La 190SL alla Mille Miglia. Nel 2015 si è scoperto che una 190 SL ha partecipato anche alla Mille Miglia del 1956 con il team francese Michel Bianco / Jean Loup Pellecuer, con il numero di partenza 347. L’equipaggio si classificò al 121° posto all’epoca, con un tempo di guida di 16 ore, 6 minuti e 15 secondi.
Va ricordato che la partecipazione alla Mille Miglia è esclusiva solo per i modelli che realmente hanno corso la gara dal 1927 al 1957.
La 190SL alla Mille Miglia: ecco dunque che si aggiunge una nuova Stella alle vetture già “omologate” alla partenza della maratona bresciana. Tra queste ricordiamo: la 710SS, la SSK e 720SSKL, la 180 Diesel Ponton, la 220 e 220A, la Sc180 Coupé, le 300SL sia nella versione prototipo, sia nella versione stradale, la potente SLR che, come noto, stabilì il record nel 1955 con Stirling Moss.
Quanto è importante per un modello rientrare nella lista “Mille Miglia”? Tantissimo e questo principalmente per due motivi: si tratta di un pregio riservato a pochi possessori di vetture W121 prodotte fino al 1957 e, in secondo luogo, l’omologazione ha aumentato le valutazioni della 190SL.
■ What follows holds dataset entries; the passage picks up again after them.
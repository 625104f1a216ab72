#![crate_type = "bin"]
#![recursion_limit = "1024"]

#[macro_use]
extern crate error_chain;

mod config;
mod dispatch;
mod errors;
mod output;
mod timedisplay;

use crate::errors::*;
use crate::output::OutputPath;
use clap::load_yaml;
use clap::App;
use colored::*;
use log::error;
use relapic::dim::{D1, D2, D3};
use std::path::Path;

const VERSION: &str = env!("CARGO_PKG_VERSION");

pub fn version() -> String {
    format!("{}-{}", VERSION, env!("VERGEN_SHA_SHORT"))
}

fn main() {
    env_logger::init();

    if let Err(ref e) = run() {
        error!("{}: {}", "error".red(), e);

        for e in e.iter().skip(1) {
            error!("caused by: {}", e);
        }

        if let Some(backtrace) = e.backtrace() {
            error!("backtrace: {:?}", backtrace);
        }

        ::std::process::exit(1);
    }

    ::std::process::exit(0);
}

/// Parses the command line, reads and validates the parameter file,
/// resolves the spatial dimension to a concrete `Dim` marker, and hands
/// off to [`dispatch::run`].
fn run() -> Result<()> {
    let yaml = load_yaml!("cli.yml");
    let cli_matches = App::from_yaml(yaml).version(version().as_str()).get_matches();

    let settings_file_name = cli_matches.value_of("parameter_file").unwrap();
    let settings = config::read_parameter_file(settings_file_name).chain_err(|| "Error reading parameter file.")?;

    let output_dir = Path::new(cli_matches.value_of("output_directory").unwrap());
    let prefix = Path::new(settings_file_name)
        .file_stem()
        .and_then(|s| s.to_str())
        .unwrap_or("picsim");
    let output_path = OutputPath::new(output_dir, prefix);
    output_path.create().chain_err(|| "Cannot create output directory")?;

    let param_name = output_path.with_extension("toml");
    let resolved = toml::to_string(&settings).chain_err(|| "Unable to serialize resolved parameter file.")?;
    std::fs::write(&param_name, resolved).chain_err(|| "Unable to save resolved parameter file.")?;

    let resume = cli_matches.is_present("resume");
    let show_progress = cli_matches.is_present("progress_bar");

    let start_time = time::now();

    let dim = settings.grid.n.len();
    match dim {
        1 => dispatch::run::<D1>(&settings, &output_path, show_progress, resume)?,
        2 => dispatch::run::<D2>(&settings, &output_path, show_progress, resume)?,
        3 => dispatch::run::<D3>(&settings, &output_path, show_progress, resume)?,
        _ => bail!("Grid dimension must be 1, 2, or 3; got {}.", dim),
    }

    let stop_time = time::now();
    println!(
        "Elapsed time: {}",
        timedisplay::pretty_print_duration(stop_time - start_time)
    );

    Ok(())
}
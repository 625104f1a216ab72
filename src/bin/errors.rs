//! Error chain for the `picsim` binary: wraps `relapic`'s own
//! [`relapic::errors::Error`] as a link and adds the binary's own foreign
//! links (TOML parsing, file I/O), widened with a `links` entry since this
//! binary drives a separate library crate rather than being the whole
//! program.

error_chain! {
    links {
        Core(relapic::errors::Error, relapic::errors::ErrorKind);
    }

    foreign_links {
        Io(::std::io::Error);
        Toml(::toml::de::Error);
    }
}
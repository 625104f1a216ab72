//! Human-readable formatting of an elapsed [`time::Duration`], for the
//! "elapsed time" line `main.rs` prints after a run completes.

pub fn pretty_print_duration(d: time::Duration) -> String {
    let total_seconds = d.num_seconds();
    let hours = total_seconds / 3600;
    let minutes = (total_seconds % 3600) / 60;
    let seconds = total_seconds % 60;
    let millis = d.num_milliseconds() % 1000;

    if hours > 0 {
        format!("{}h {}m {}s", hours, minutes, seconds)
    } else if minutes > 0 {
        format!("{}m {}s", minutes, seconds)
    } else {
        format!("{}.{:03}s", seconds, millis.abs())
    }
}

#[cfg(test)]
mod tests {
    use super::*;

    #[test]
    fn sub_minute_durations_show_fractional_seconds() {
        let d = time::Duration::milliseconds(1500);
        assert_eq!(pretty_print_duration(d), "1.500s");
    }

    #[test]
    fn hour_scale_durations_drop_the_millisecond_component() {
        let d = time::Duration::seconds(3725);
        assert_eq!(pretty_print_duration(d), "1h 2m 5s");
    }
}
//! Error types for the PIC core.
//!
//! The taxonomy is narrow by design: a numerical kernel either has a sane
//! configuration or it doesn't, and a snapshot stream either parses or it
//! doesn't. Domain-arithmetic failures (e.g. a particle pushed past `c`)
//! are the caller's precondition violation and are not represented here.

error_chain! {
    foreign_links {
        Io(::std::io::Error);
        Bincode(::bincode::Error);
        Toml(::toml::de::Error);
        Json(::serde_json::Error);
    }

    errors {
        /// Invalid dimension, non-positive cell count/size, unknown
        /// boundary policy, or an empty species list.
        Configuration(msg: String) {
            description("invalid simulation configuration")
            display("invalid configuration: {}", msg)
        }

        /// A truncated or malformed snapshot stream, naming the field
        /// being parsed when it failed.
        Snapshot(field: String) {
            description("malformed snapshot stream")
            display("malformed snapshot: failed while reading '{}'", field)
        }
    }
}
//! Unit systems: anchor the simulation's length/time/mass/current/
//! temperature base units to SI and derive the physical constants the core
//! needs (`c`, `epsilon_zero`, `mu_zero`, `q_e`, `m_e`, `m_p`, `k_B`) in
//! whatever units the simulation was set up in.
//!
//! A PIC run never hard-codes SI values directly: every constant a pusher
//! or evolver touches is expressed in "simulation units", which are free to
//! rescale length/time/mass so that, e.g., a Debye length or a cyclotron
//! period comes out O(1).

use crate::Float;

/// Five independent base units (length, time, mass, current, temperature),
/// each expressed as "how many SI units does 1 simulation unit span".
/// Candela and mole are omitted: a PIC core never needs luminous intensity
/// or amount of substance.
#[derive(Debug, Clone, Copy, PartialEq)]
pub struct UnitSystem {
    length: Float,
    time: Float,
    mass: Float,
    current: Float,
    temperature: Float,
}

impl UnitSystem {
    pub const fn new(
        length_unit: Float,
        time_unit: Float,
        mass_unit: Float,
        current_unit: Float,
        temperature_unit: Float,
    ) -> UnitSystem {
        UnitSystem {
            length: length_unit,
            time: time_unit,
            mass: mass_unit,
            current: current_unit,
            temperature: temperature_unit,
        }
    }

    pub const fn length_unit(&self) -> Float {
        self.length
    }
    pub const fn time_unit(&self) -> Float {
        self.time
    }
    pub const fn mass_unit(&self) -> Float {
        self.mass
    }
    pub const fn current_unit(&self) -> Float {
        self.current
    }
    pub const fn temperature_unit(&self) -> Float {
        self.temperature
    }

    pub const fn charge_unit(&self) -> Float {
        self.current * self.time
    }

    pub const fn si_c() -> Float {
        299_792_458.0
    }

    /// Speed of light, expressed in this unit system.
    pub fn c(&self) -> Float {
        Self::si_c() * self.time / self.length
    }

    pub const fn si_epsilon_zero() -> Float {
        8.854_187_812_8e-12
    }

    /// Vacuum permittivity, expressed in this unit system.
    pub fn epsilon_zero(&self) -> Float {
        Self::si_epsilon_zero() * self.mass * self.length.powi(3)
            / self.current.powi(2)
            / self.time.powi(4)
    }

    pub const fn si_mu_zero() -> Float {
        1.256_637_062_12e-6
    }

    /// Vacuum permeability, expressed in this unit system.
    pub fn mu_zero(&self) -> Float {
        Self::si_mu_zero() * self.time.powi(2) * self.current.powi(2) / self.mass / self.length
    }

    pub const fn si_q_e() -> Float {
        1.602_176_634e-19
    }

    /// Elementary charge, expressed in this unit system.
    pub fn q_e(&self) -> Float {
        Self::si_q_e() / self.current / self.time
    }

    pub const fn si_k_b() -> Float {
        1.380_649e-23
    }

    /// Boltzmann constant, expressed in this unit system.
    pub fn k_b(&self) -> Float {
        Self::si_k_b() * self.temperature * self.time * self.time / self.mass / self.length
            / self.length
    }

    pub const fn si_m_e() -> Float {
        9.109_383_701_5e-31
    }

    /// Electron rest mass, expressed in this unit system.
    pub fn m_e(&self) -> Float {
        Self::si_m_e() / self.mass
    }

    pub const fn si_m_p() -> Float {
        1.672_621_923_69e-27
    }

    /// Proton rest mass, expressed in this unit system.
    pub fn m_p(&self) -> Float {
        Self::si_m_p() / self.mass
    }
}

/// Ready-made unit systems.
pub mod presets {
    use super::UnitSystem;

    /// Raw SI: all base units equal to their own SI unit.
    pub const SI: UnitSystem = UnitSystem::new(1.0, 1.0, 1.0, 1.0, 1.0);

    /// A Gaussian-like "natural" preset anchored to the electron charge and
    /// the speed of light, so that `c == 1` and `q_e == 1` by construction.
    /// Length is taken in metres, giving `time = length / c`, `mass` picked
    /// so that `epsilon_zero` comes out O(1), and `current = q_e / time`.
    pub const NATURAL: UnitSystem = UnitSystem::new(
        1.0,
        1.0 / UnitSystem::si_c(),
        UnitSystem::si_q_e() * UnitSystem::si_q_e() / UnitSystem::si_epsilon_zero(),
        UnitSystem::si_q_e() * UnitSystem::si_c(),
        1.0,
    );
}

#[cfg(test)]
mod tests {
    use super::*;

    #[test]
    fn si_preset_reproduces_si_constants() {
        let u = presets::SI;
        assert!((u.c() - UnitSystem::si_c()).abs() < 1e-6);
        assert!((u.q_e() - UnitSystem::si_q_e()).abs() < 1e-30);
        assert!((u.epsilon_zero() - UnitSystem::si_epsilon_zero()).abs() < 1e-20);
    }

    #[test]
    fn charge_unit_is_current_times_time() {
        let u = UnitSystem::new(2.0, 3.0, 1.0, 5.0, 1.0);
        assert_eq!(u.charge_unit(), 15.0);
    }
}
Questo secondo aspetto è forse legato ad un motivo d’immagine che “nobilita” un modello rispetto ad un altro. La storicità che annovera una macchina partecipante la Mille Miglia è sicuramente un valore aggiunto non indifferente che il mercato ha premiato con un certo rilievo indistintamente dall’anno di produzione.
La 190SL è tra le vetture Mercedes-Benz maggiormente ricercate e, da una recente analisi di Ruoteclassiche, tra i modelli che hanno incrementato il proprio valore in percentuale.